Last night was the result of 3 months meticulous planning and it consumed the whole night in a frantic chase for gold. I only had one plan and if you have read any of my posts you will realise that it was a day for Scribes to shine. The general consensus is that Scribes are greedy and charge vast sums of money for very simple crafting activities. The reality is a different story completely.

Inscription and Jewelcrafting both require a large amount of effort in order to be completely useful. Jewelcrafters spend months doing dailies to acquire the recipes from which they can accumulate their wealth, Scribes have the roadblock of research, which is a daily activity to discover another Glyph. In general the glyphs that every scribe knows are sold at less than cost price and the research is where the money is made.

Scribes take a stack of 20 herbs and crush (mill) them 4 times to create 8-12 pigments. These pigments are then turned to inks (2 pigments in each ink), then inks are turned into glyphs (3 inks per glyph). In terms of costing per glyph I use the following model

20 herbs = 10 pigments.  10 pigments = 5 inks.  5 inks = 1.666 glyphs

so if 20 herbs = 20 gold then each glyph costs approx 12 gold.
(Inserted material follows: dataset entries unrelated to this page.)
//! Line-oriented text protocol
//!
//! `SET nome "João Silva"` in, `OK` out. Verbs are case-insensitive,
//! arguments are whitespace separated, and double quotes group a value
//! containing spaces. Inside quotes `\"`, `\\`, `\n`, `\r` and `\t` are
//! escapes; the encoder emits the same escapes so quoted output parses back.

use crate::ProtocolError;
use crate::protocol::command::{Command, Reply, validate_key};
use itoa::Buffer;

/// Parse one request line
pub fn parse(line: &str) -> Result<Command, ProtocolError> {
    let mut tokens = tokenize(line)?.into_iter();
    let verb = tokens.next().ok_or(ProtocolError::EmptyCommand)?;
    let args: Vec<String> = tokens.collect();

    if cmd_eq(&verb, &["get"]) {
        let key = single_key(args, "GET", "GET <key>")?;
        Ok(Command::Get { key })
    } else if cmd_eq(&verb, &["set"]) {
        parse_set(args)
    } else if cmd_eq(&verb, &["del", "delete"]) {
        let key = single_key(args, "DEL", "DEL <key>")?;
        Ok(Command::Del { key })
    } else if cmd_eq(&verb, &["exists"]) {
        let key = single_key(args, "EXISTS", "EXISTS <key>")?;
        Ok(Command::Exists { key })
    } else if cmd_eq(&verb, &["keys"]) {
        no_args(&args, "KEYS").map(|()| Command::Keys)
    } else if cmd_eq(&verb, &["flush", "flushall"]) {
        no_args(&args, "FLUSH").map(|()| Command::Flush)
    } else if cmd_eq(&verb, &["size", "dbsize"]) {
        no_args(&args, "SIZE").map(|()| Command::Size)
    } else if cmd_eq(&verb, &["ping"]) {
        no_args(&args, "PING").map(|()| Command::Ping)
    } else {
        Err(ProtocolError::UnknownCommand(verb))
    }
}

/// Encode a reply without a trailing newline
pub fn encode(reply: &Reply) -> String {
    let mut out = String::new();
    encode_into(reply, &mut out);
    out
}

/// Append the encoded reply to `out`
///
/// A key listing spans one line per key; every other reply is a single line.
pub fn encode_into(reply: &Reply, out: &mut String) {
    let mut itoa_buf = Buffer::new();
    match reply {
        Reply::Value(Some(value)) => push_quoted(out, value),
        Reply::Value(None) => out.push_str("null"),
        Reply::Ok => out.push_str("OK"),
        Reply::Bool(true) => out.push('1'),
        Reply::Bool(false) => out.push('0'),
        Reply::Count(n) => out.push_str(itoa_buf.format(*n)),
        Reply::KeyList(keys) => {
            for (i, key) in keys.iter().enumerate() {
                if i > 0 {
                    out.push('\n');
                }
                out.push_str(itoa_buf.format(i + 1));
                out.push_str(") ");
                push_quoted(out, key);
            }
        }
        Reply::Pong => out.push_str("PONG"),
        Reply::Error(message) => {
            out.push_str("(error) ");
            // keep errors on one line
            out.extend(message.chars().map(|c| if c == '\n' || c == '\r' { ' ' } else { c }));
        }
    }
}

/// Case-insensitive verb match against any of the accepted spellings
#[inline]
fn cmd_eq(verb: &str, names: &[&str]) -> bool {
    names.iter().any(|name| verb.eq_ignore_ascii_case(name))
}

/// Parse SET: first argument is the key, the rest joined by single spaces is the value
fn parse_set(args: Vec<String>) -> Result<Command, ProtocolError> {
    if args.len() < 2 {
        return Err(ProtocolError::WrongArity {
            command: "SET",
            usage: "SET <key> <value>",
        });
    }

    let mut args = args.into_iter();
    let key = args.next().unwrap_or_default();
    validate_key(&key)?;
    let value = args.collect::<Vec<_>>().join(" ");

    Ok(Command::Set { key, value })
}

fn single_key(
    args: Vec<String>,
    command: &'static str,
    usage: &'static str,
) -> Result<String, ProtocolError> {
    let mut args = args.into_iter();
    match (args.next(), args.next()) {
        (Some(key), None) => {
            validate_key(&key)?;
            Ok(key)
        }
        _ => Err(ProtocolError::WrongArity { command, usage }),
    }
}

fn no_args(args: &[String], command: &'static str) -> Result<(), ProtocolError> {
    if args.is_empty() {
        Ok(())
    } else {
        Err(ProtocolError::WrongArity {
            command,
            usage: command,
        })
    }
}

/// Split a line on ASCII whitespace, honouring double-quoted tokens
fn tokenize(line: &str) -> Result<Vec<String>, ProtocolError> {
    let mut tokens = Vec::new();
    let mut chars = line.chars().peekable();

    loop {
        while chars.next_if(char::is_ascii_whitespace).is_some() {}

        let Some(&first) = chars.peek() else {
            break;
        };

        let mut token = String::new();
        if first == '"' {
            chars.next();
            loop {
                match chars.next() {
                    Some('"') => break,
                    Some('\\') => match chars.next() {
                        Some('n') => token.push('\n'),
                        Some('r') => token.push('\r'),
                        Some('t') => token.push('\t'),
                        Some(c) => token.push(c),
                        None => return Err(ProtocolError::UnterminatedQuote),
                    },
                    Some(c) => token.push(c),
                    None => return Err(ProtocolError::UnterminatedQuote),
                }
            }
        } else {
            while let Some(c) = chars.next_if(|c| !c.is_ascii_whitespace()) {
                token.push(c);
            }
        }
        tokens.push(token);
    }

    Ok(tokens)
}

fn push_quoted(out: &mut String, s: &str) {
    out.push('"');
    for c in s.chars() {
        match c {
            '"' => out.push_str("\\\""),
            '\\' => out.push_str("\\\\"),
            '\n' => out.push_str("\\n"),
            '\r' => out.push_str("\\r"),
            '\t' => out.push_str("\\t"),
            c => out.push(c),
        }
    }
    out.push('"');
}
There are about 400 glyphs available in game including the new monk glyphs. So if a scribe makes 5 of each one then he will be carrying a stock of 2000 glyphs. If the scribe puts 2 of each kind on the Auction House then that is 800 glyphs which need to be placed manually one at a time. Thankfully Trade Skill Master a certain amount of automation.

The evidence from the beta was that most of the glyphs would have a direct correspondent in the new patch 5.0.4 but not wanting to waste 12G and the time and effort required to stock up all the glyphs before the expansion I opted to stock up on inks instead. The process of making in the region of 1500 glyphs was a back breaking couple of hours.

The difficulty of mass production and the time consuming effort required to make and sell glyphs acts as a barrier to entry. If this was not bad enough the biggest barrier to entry is the other glyph sellers. Every few minutes 90% of your glyphs would be undercut, and then they would be undercut by someone else. It carnage and chaos, and with so many glyphs and so few bag spaces I ended up utilising 1 scribe and 4 AH mules to cancel, collect, and repost the glyphs.

In 5 or 6 hour period I was able to increase my treasure trove by 10,210 gold. Was this really a good use of my time? Not sure, it was weeks in the planning and it was a one off event, the aftershock will keep me involved for at least a week. This will give me time to digest the changes in the game, without rushing headlong into instant gratification. One of my targets on the run up to MoP was to increase my wealth by 100,000 gold, I achieved over 10% of this target in 5 hours. I have used up my entire supply of inks and have no suitable way to replenish my stocks without farming them myself.

The prices on my server for glyphs ranged from 200 gold down to 30 gold for the cheapest. The day before the patch, the average price was about 20 gold each. With a little research people could have saved themselves a small fortune by buying early. What surprised me more, was why they didn't have all the glyphs learnt already.